• WHAT YOU ARE ASKED TO DO: Return each line of the listing that follows in which the string "ProviderKind" can be found.

[[ INPUT DATA, beginning ]]

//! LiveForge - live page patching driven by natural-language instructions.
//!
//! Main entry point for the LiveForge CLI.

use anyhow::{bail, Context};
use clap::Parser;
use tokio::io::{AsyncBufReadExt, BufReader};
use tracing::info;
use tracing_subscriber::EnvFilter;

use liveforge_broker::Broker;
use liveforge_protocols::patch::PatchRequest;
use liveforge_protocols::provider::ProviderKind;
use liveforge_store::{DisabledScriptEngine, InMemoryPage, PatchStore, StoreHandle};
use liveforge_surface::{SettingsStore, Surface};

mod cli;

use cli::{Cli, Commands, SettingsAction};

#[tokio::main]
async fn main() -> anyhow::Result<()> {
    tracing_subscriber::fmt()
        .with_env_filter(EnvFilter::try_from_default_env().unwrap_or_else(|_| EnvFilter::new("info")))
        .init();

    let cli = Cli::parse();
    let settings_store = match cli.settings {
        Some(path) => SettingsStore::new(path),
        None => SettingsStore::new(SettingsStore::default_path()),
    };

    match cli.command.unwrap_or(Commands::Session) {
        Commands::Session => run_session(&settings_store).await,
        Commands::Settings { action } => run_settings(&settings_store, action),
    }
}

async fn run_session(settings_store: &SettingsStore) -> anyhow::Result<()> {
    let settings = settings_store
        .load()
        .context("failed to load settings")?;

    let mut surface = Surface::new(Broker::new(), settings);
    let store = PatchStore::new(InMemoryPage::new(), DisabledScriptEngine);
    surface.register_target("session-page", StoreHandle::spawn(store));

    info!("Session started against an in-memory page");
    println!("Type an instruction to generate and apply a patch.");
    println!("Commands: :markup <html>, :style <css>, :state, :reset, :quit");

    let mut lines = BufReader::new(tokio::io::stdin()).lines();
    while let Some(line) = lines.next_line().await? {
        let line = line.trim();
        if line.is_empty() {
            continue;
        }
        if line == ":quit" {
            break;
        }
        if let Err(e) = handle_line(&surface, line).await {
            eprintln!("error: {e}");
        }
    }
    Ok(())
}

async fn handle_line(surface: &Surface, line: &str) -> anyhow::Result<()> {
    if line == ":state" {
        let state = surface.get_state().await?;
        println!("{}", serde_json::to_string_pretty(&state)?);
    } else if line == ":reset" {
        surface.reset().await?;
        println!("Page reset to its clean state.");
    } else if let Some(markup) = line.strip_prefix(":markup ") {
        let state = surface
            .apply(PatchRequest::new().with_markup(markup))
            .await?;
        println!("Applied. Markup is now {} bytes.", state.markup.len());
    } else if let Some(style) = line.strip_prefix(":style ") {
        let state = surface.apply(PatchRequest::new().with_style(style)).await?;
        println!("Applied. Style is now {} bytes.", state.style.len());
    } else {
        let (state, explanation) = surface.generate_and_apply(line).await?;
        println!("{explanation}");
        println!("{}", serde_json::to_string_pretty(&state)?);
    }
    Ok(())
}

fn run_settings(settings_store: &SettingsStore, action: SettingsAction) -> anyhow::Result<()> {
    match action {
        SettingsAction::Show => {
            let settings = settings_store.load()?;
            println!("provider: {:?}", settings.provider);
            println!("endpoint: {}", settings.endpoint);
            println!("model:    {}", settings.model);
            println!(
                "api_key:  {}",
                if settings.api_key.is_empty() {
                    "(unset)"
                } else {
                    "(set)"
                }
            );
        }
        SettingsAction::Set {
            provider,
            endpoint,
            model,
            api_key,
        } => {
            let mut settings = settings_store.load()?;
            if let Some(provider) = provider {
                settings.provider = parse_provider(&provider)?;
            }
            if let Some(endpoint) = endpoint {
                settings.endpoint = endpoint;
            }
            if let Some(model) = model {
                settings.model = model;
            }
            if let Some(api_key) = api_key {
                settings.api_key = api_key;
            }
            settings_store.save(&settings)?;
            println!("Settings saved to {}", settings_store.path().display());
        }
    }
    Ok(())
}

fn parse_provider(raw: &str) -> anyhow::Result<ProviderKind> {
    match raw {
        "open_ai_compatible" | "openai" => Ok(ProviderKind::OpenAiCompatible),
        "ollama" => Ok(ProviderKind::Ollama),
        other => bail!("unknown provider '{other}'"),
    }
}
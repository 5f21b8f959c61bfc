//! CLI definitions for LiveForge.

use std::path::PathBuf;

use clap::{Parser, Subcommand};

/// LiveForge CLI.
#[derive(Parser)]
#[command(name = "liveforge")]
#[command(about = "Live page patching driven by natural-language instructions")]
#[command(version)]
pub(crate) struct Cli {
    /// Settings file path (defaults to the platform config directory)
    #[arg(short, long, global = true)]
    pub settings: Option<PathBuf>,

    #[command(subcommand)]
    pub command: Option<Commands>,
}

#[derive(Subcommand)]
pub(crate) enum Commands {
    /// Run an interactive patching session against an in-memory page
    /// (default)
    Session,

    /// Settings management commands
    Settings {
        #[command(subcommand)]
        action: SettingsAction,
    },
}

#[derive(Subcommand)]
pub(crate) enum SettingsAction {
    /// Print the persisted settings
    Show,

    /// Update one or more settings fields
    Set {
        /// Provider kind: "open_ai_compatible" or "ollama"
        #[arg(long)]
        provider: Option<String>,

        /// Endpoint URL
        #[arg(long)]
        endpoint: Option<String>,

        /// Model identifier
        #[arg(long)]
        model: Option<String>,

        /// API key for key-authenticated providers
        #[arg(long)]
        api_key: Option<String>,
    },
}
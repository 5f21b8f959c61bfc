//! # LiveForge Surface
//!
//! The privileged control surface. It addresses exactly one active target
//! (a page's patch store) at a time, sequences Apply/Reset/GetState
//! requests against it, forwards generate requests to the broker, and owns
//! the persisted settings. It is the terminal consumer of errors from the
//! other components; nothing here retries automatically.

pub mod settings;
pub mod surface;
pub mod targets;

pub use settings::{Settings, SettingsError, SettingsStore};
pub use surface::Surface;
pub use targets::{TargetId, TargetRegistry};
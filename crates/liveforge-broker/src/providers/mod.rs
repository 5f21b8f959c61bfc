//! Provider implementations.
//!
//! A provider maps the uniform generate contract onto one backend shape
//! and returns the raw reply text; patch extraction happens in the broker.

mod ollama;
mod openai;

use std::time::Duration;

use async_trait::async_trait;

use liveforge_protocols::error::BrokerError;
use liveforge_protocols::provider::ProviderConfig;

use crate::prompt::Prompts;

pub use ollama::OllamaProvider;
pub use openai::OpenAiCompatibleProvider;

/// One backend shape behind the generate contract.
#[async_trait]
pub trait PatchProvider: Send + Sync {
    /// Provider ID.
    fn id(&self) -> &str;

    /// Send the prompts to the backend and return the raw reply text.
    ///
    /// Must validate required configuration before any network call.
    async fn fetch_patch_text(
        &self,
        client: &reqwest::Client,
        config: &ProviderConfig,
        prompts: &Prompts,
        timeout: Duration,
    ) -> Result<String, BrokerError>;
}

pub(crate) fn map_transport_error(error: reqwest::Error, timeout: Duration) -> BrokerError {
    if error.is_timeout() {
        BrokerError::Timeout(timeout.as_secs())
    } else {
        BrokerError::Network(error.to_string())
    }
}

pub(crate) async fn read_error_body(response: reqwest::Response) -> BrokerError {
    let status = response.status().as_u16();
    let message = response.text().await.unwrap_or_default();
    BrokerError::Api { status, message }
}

[[ INPUT DATA, end ]]

• RESPONSE:
use liveforge_protocols::provider::ProviderKind;
fn parse_provider(raw: &str) -> anyhow::Result<ProviderKind> {
        "open_ai_compatible" | "openai" => Ok(ProviderKind::OpenAiCompatible),
        "ollama" => Ok(ProviderKind::Ollama),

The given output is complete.